TASK TO CARRY OUT.
The lines to copy are those in the listing below that contain the word "PluginOutput".
[[ INFORMATION GIVEN, beginning ]]
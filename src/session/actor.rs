//! The single writer for everything a session knows.
//!
//! One task owns roster state, moderation windows, conversations, the
//! plugin registry and the relay broadcaster. Protocol events, observer
//! intents, plugin output and backend completions all arrive as messages
//! and are processed one at a time.

use chrono::Utc;
use relay_proto::{is_channel_name, split_text};
use std::sync::Arc;
use std::time::Instant;
use tokio::sync::mpsc;
use tracing::{debug, info, warn};

use super::types::{Completion, SessionInput, SessionSnapshot};
use crate::adapter::AdapterHandle;
use crate::ai::AiBackend;
use crate::conversation::{APOLOGY, ConversationTracker, GenerationRequest, is_addressed};
use crate::error::AiError;
use crate::event::{InboundEvent, OutboundCommand};
use crate::metrics;
use crate::moderation::ModerationEngine;
use crate::plugins::{PluginOutput, PluginRegistry, parse_command};
use crate::relay::{Intent, RelayBroadcaster};
use crate::state::SessionState;

#[derive(Debug, Clone, Copy, PartialEq, Eq)]
enum Flow {
    Continue,
    Stop,
}

/// Receiving ends the actor drains.
pub struct ActorInputs {
    pub events: mpsc::UnboundedReceiver<InboundEvent>,
    pub inputs: mpsc::UnboundedReceiver<SessionInput>,
    pub plugin_output: mpsc::UnboundedReceiver<PluginOutput>,
}

pub struct SessionActor {
    state: SessionState,
    moderation: ModerationEngine,
    conversations: ConversationTracker,
    plugins: PluginRegistry,
    relay: RelayBroadcaster,
    adapter: AdapterHandle,
    ai: Arc<dyn AiBackend>,
    completions_tx: mpsc::UnboundedSender<Completion>,
    completions_rx: mpsc::UnboundedReceiver<Completion>,
}

impl SessionActor {
    pub fn new(
        state: SessionState,
        moderation: ModerationEngine,
        plugins: PluginRegistry,
        relay: RelayBroadcaster,
        adapter: AdapterHandle,
        ai: Arc<dyn AiBackend>,
    ) -> Self {
        let (completions_tx, completions_rx) = mpsc::unbounded_channel();
        Self {
            state,
            moderation,
            conversations: ConversationTracker::new(),
            plugins,
            relay,
            adapter,
            ai,
            completions_tx,
            completions_rx,
        }
    }

    /// The main actor loop. Ends on disconnect or shutdown.
    pub async fn run(mut self, mut rx: ActorInputs) {
        loop {
            let flow = tokio::select! {
                event = rx.events.recv() => match event {
                    Some(event) => self.handle_event(event),
                    None => {
                        self.teardown("adapter gone");
                        Flow::Stop
                    }
                },
                input = rx.inputs.recv() => match input {
                    Some(input) => self.handle_input(input),
                    None => {
                        self.teardown("all handles dropped");
                        Flow::Stop
                    }
                },
                Some(output) = rx.plugin_output.recv() => {
                    debug!(module_id = output.module_id, target = %output.target, "Plugin output");
                    self.say(&output.target, &output.text);
                    Flow::Continue
                }
                Some((request, outcome)) = self.completions_rx.recv() => {
                    self.finish_generation(request, outcome);
                    Flow::Continue
                }
            };
            if flow == Flow::Stop {
                break;
            }
        }
        debug!("Session actor stopped");
    }

    // ========================================================================
    // Protocol events
    // ========================================================================

    fn handle_event(&mut self, event: InboundEvent) -> Flow {
        metrics::record_inbound_event(event.kind());

        if let Some(field) = event.missing_field() {
            warn!(kind = event.kind(), field, "Dropping malformed event");
            return Flow::Continue;
        }

        match &event {
            InboundEvent::Disconnected { reason } => {
                self.teardown(reason);
                return Flow::Stop;
            }
            InboundEvent::Connected { server, port, nick } => {
                self.relay.connected(server, *port, nick);
            }
            InboundEvent::Message { target, nick, text } => {
                self.on_message(target, nick, text);
                return Flow::Continue;
            }
            _ => {}
        }

        let applied = self.state.apply(&event);
        for departure in &applied.departures {
            self.moderation.forget(&departure.channel, &departure.nick);
        }
        for command in &applied.commands {
            self.send(command.clone());
        }
        self.relay.publish_changes(&self.state, &applied);
        Flow::Continue
    }

    /// Moderation, relay, plugins and the AI, in that order.
    fn on_message(&mut self, target: &str, nick: &str, text: &str) {
        let now = Instant::now();

        if !is_channel_name(target) {
            // Query: filed under the other party.
            self.relay.record_message(nick, nick, text, Utc::now());
            return;
        }

        let verdict = self.moderation.inspect_at(target, nick, text, now);
        if let Some(reason) = verdict.kick_reason() {
            info!(channel = %target, nick = %nick, verdict = verdict.as_str(), "Moderation kick");
            metrics::record_moderation_kick(verdict.as_str());
            self.send(OutboundCommand::Kick {
                channel: target.to_string(),
                nick: nick.to_string(),
                reason: reason.to_string(),
            });
            return;
        }

        self.relay.record_message(target, nick, text, Utc::now());

        let dispatched = self.plugins.dispatch_command(text, target, nick);
        let is_command = dispatched || parse_command(text).is_some();
        if !is_command && !self.state.is_self(nick) && is_addressed(text, self.state.nick()) {
            self.start_generation(nick, target, text, now);
        }

        self.plugins.dispatch_message(target, nick, text);
        self.conversations.sweep(now);
        self.moderation.prune(now);
    }

    fn start_generation(&mut self, nick: &str, channel: &str, text: &str, now: Instant) {
        let request = self.conversations.begin(nick, channel, text, now);
        let ai = Arc::clone(&self.ai);
        let tx = self.completions_tx.clone();
        debug!(backend = ai.name(), user = %nick, channel = %channel, turns = request.history.len(), "Starting generation");
        tokio::spawn(async move {
            let outcome = ai.generate(&request.prompt, &request.history).await;
            let _ = tx.send((request, outcome));
        });
    }

    fn finish_generation(&mut self, request: GenerationRequest, outcome: Result<String, AiError>) {
        let label = match &outcome {
            Ok(_) => "ok",
            Err(e) => e.error_code(),
        };
        metrics::record_ai_request(label);

        let reply = self
            .conversations
            .complete(&request, outcome, Instant::now())
            .unwrap_or_else(|| APOLOGY.to_string());
        self.say(&request.channel, &reply);
    }

    // ========================================================================
    // Other inputs
    // ========================================================================

    fn handle_input(&mut self, input: SessionInput) -> Flow {
        match input {
            SessionInput::Intent(intent) => self.on_intent(intent),
            SessionInput::ReloadModeration(configs) => {
                info!(channels = configs.len(), "Reloading moderation configs");
                self.moderation.replace_configs(configs);
            }
            SessionInput::ReloadModules(descriptors) => {
                self.plugins.load(descriptors);
            }
            SessionInput::ReloadModule { id, descriptor } => {
                if let Err(e) = self.plugins.reload_module(id, descriptor) {
                    warn!(module_id = id, error = %e, "Module reload failed; previous instance kept");
                }
            }
            SessionInput::Inspect { reply_tx } => {
                let _ = reply_tx.send(self.snapshot());
            }
            SessionInput::Shutdown { ack_tx } => {
                self.teardown("shutdown requested");
                let _ = ack_tx.send(());
                return Flow::Stop;
            }
        }
        Flow::Continue
    }

    fn on_intent(&mut self, intent: Intent) {
        debug!(kind = intent.kind(), "Observer intent");
        match intent {
            Intent::SendMessage { target, text } => self.say(&target, &text),
            other => self.send(other.to_command()),
        }
    }

    // ========================================================================
    // Helpers
    // ========================================================================

    fn send(&self, command: OutboundCommand) {
        if !self.adapter.send(command) {
            debug!("Adapter gone; dropping outbound command");
        }
    }

    /// Send text as ourselves. The server does not echo it, so it is
    /// recorded and relayed here.
    fn say(&mut self, target: &str, text: &str) {
        let nick = self.state.nick().to_string();
        for line in split_text(text) {
            self.send(OutboundCommand::Privmsg {
                target: target.to_string(),
                text: line.clone(),
            });
            self.relay.record_message(target, &nick, &line, Utc::now());
        }
    }

    fn snapshot(&self) -> SessionSnapshot {
        SessionSnapshot {
            nick: self.state.nick().to_string(),
            channels: self.state.channel_names(),
            conversations: self.conversations.len(),
            flood_windows: self.moderation.tracked_windows(),
            modules: self.plugins.loaded_ids(),
        }
    }

    /// Forget everything this session knew.
    fn teardown(&mut self, reason: &str) {
        info!(reason = %reason, "Tearing down session state");
        self.state.clear();
        self.conversations.clear();
        self.moderation.clear_windows();
        self.plugins.clear();
        self.relay.disconnected();
    }
}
[[ INFORMATION GIVEN, end ]]
FINAL ANSWER.
use crate::plugins::{PluginOutput, PluginRegistry, parse_command};
    pub plugin_output: mpsc::UnboundedReceiver<PluginOutput>,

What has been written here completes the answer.